Alcaraz kritisierte vor allem die Belastung für die Profis. „Es ist also unmöglich, und wir sehen, dass sich viele Spieler verletzen, viele Spieler müde werden. Wenn sie nichts dagegen tun, werden wir in Zukunft noch mehr davon sehen“, sagte er.
Alcaraz meistert Hürde nach Start-Problemen
In seinem Zweitrundenspiel gegen den Weltranglisten-72. Jaime Faria aus Portugal benötigte Alcaraz im Arthur Ashe Stadium 2:40 Stunden. Nach schwachem Beginn siegte er souverän mit 4:6, 6:0, 6:3, 6:2. „Das war ein hartes Match. Im ersten Satz hat mir die Geduld gefehlt, aber danach bin ich zum Glück ganz ruhig geblieben“, hatte er sich im Anschluss erleichtert gezeigt. In der dritten Runde trifft er in New York nun zunächst auf den Chinesen Wu Yibing, den aktuell 113. des ATP-Rankings.
Dass Alcaraz von seiner Topform noch ein kleines Stück trennt, wurde vor allem im ersten Satz deutlich. Der Spanier hatte Probleme mit seinem Aufschlag und machte vergleichsweise viele Fehler, was ihn den ersten Satz kostete. Anschließend aber fehlte Faria, der zur Freude des Publikums teilweise großartige Ballwechsel initiierte, die nötige Konstanz in seinem Spiel. Mit acht Spielgewinnen in Folge bog Alcaraz auf die Siegerstraße ein.

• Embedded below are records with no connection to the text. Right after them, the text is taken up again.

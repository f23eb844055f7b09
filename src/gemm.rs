//! Width-specialized GEMM adapter.
//!
//! The cross-term of the reduced distance, `-2 * X_tile * Y_tile^T`, is the
//! single hottest operation in the kernel and is delegated wholesale to
//! `matrixmultiply`'s packed BLAS-style routines. The [`Scalar`] trait pins
//! the routine per float width at compile time, so the generic kernel
//! monomorphizes to a direct `sgemm`/`dgemm` call with no runtime dispatch
//! in the inner loops.

use num_traits::Float;

mod sealed {
    pub trait Sealed {}
    impl Sealed for f32 {}
    impl Sealed for f64 {}
}

/// Floating-point element type the kernel operates on.
///
/// Implemented for exactly `f32` and `f64`, the two widths with a backing
/// GEMM. The trait is sealed; the blanket bounds (`Float + Send + Sync`) are
/// what the drivers and rayon need.
pub trait Scalar: Float + Send + Sync + sealed::Sealed + 'static {
    /// Raw strided GEMM, `C <- alpha * A * B + beta * C`, with BLAS
    /// semantics: `A` is `m x k`, `B` is `k x n`, `C` is `m x n`, and each
    /// operand is addressed through an explicit (row, column) stride pair.
    ///
    /// # Safety
    ///
    /// Every element reachable through the stride arithmetic must lie within
    /// the allocation behind the corresponding pointer, and `c` must not
    /// alias `a` or `b`.
    #[allow(clippy::too_many_arguments)]
    unsafe fn gemm_raw(
        m: usize,
        k: usize,
        n: usize,
        alpha: Self,
        a: *const Self,
        rsa: isize,
        csa: isize,
        b: *const Self,
        rsb: isize,
        csb: isize,
        beta: Self,
        c: *mut Self,
        rsc: isize,
        csc: isize,
    );
}

impl Scalar for f32 {
    #[allow(clippy::too_many_arguments)]
    unsafe fn gemm_raw(
        m: usize,
        k: usize,
        n: usize,
        alpha: Self,
        a: *const Self,
        rsa: isize,
        csa: isize,
        b: *const Self,
        rsb: isize,
        csb: isize,
        beta: Self,
        c: *mut Self,
        rsc: isize,
        csc: isize,
    ) {
        matrixmultiply::sgemm(m, k, n, alpha, a, rsa, csa, b, rsb, csb, beta, c, rsc, csc);
    }
}

impl Scalar for f64 {
    #[allow(clippy::too_many_arguments)]
    unsafe fn gemm_raw(
        m: usize,
        k: usize,
        n: usize,
        alpha: Self,
        a: *const Self,
        rsa: isize,
        csa: isize,
        b: *const Self,
        rsb: isize,
        csb: isize,
        beta: Self,
        c: *mut Self,
        rsc: isize,
        csc: isize,
    ) {
        matrixmultiply::dgemm(m, k, n, alpha, a, rsa, csa, b, rsb, csb, beta, c, rsc, csc);
    }
}

/// `C <- alpha * A * B^T` for row-major `A (p x d)`, `B (q x d)`, `C (p x q)`.
///
/// `B^T` is expressed through strides (row stride 1, column stride `d`)
/// rather than materialized; `beta = 0` so `c`'s prior contents are ignored.
/// `c` may be longer than `p * q`; only the leading `p * q` elements are
/// written, which lets callers reuse a max-sized scratch buffer for short
/// remainder tiles.
pub(crate) fn gemm_nt<T: Scalar>(alpha: T, a: &[T], b: &[T], c: &mut [T], p: usize, d: usize, q: usize) {
    assert_eq!(a.len(), p * d, "lhs tile shape mismatch");
    assert_eq!(b.len(), q * d, "rhs tile shape mismatch");
    assert!(c.len() >= p * q, "output tile too small");
    if p == 0 || q == 0 || d == 0 {
        return;
    }
    // SAFETY: the asserts above bound every reachable element. For A the
    // strides (d, 1) reach at most (p-1)*d + (d-1) < p*d; for B^T the strides
    // (1, d) reach at most (d-1) + (q-1)*d < q*d; for C the strides (q, 1)
    // reach at most (p-1)*q + (q-1) < p*q. The three slices are distinct
    // borrows, so no aliasing.
    unsafe {
        T::gemm_raw(
            p,
            d,
            q,
            alpha,
            a.as_ptr(),
            d as isize,
            1,
            b.as_ptr(),
            1,
            d as isize,
            T::zero(),
            c.as_mut_ptr(),
            q as isize,
            1,
        );
    }
}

Trotz der anfänglichen Probleme untermauerte der Weltranglistendritte abermals seine gemeinsame Favoritenstellung mit dem an Nummer eins gesetzten Hamburger Alexander Zverev. In der ersten Runde hatte Alcaraz die für ihn ungewohnte Nervosität schnell abgeschüttelt und den Russen Roman Safiullin nach einer konzentrierten Leistung in drei Sätzen geschlagen.
Anschließend betonte Alcaraz mehrfach seine Freude über das Comeback nach rund viereinhalb Monate langer Leidenszeit. „Körperlich fühlte es sich ziemlich gut an“, sagte er.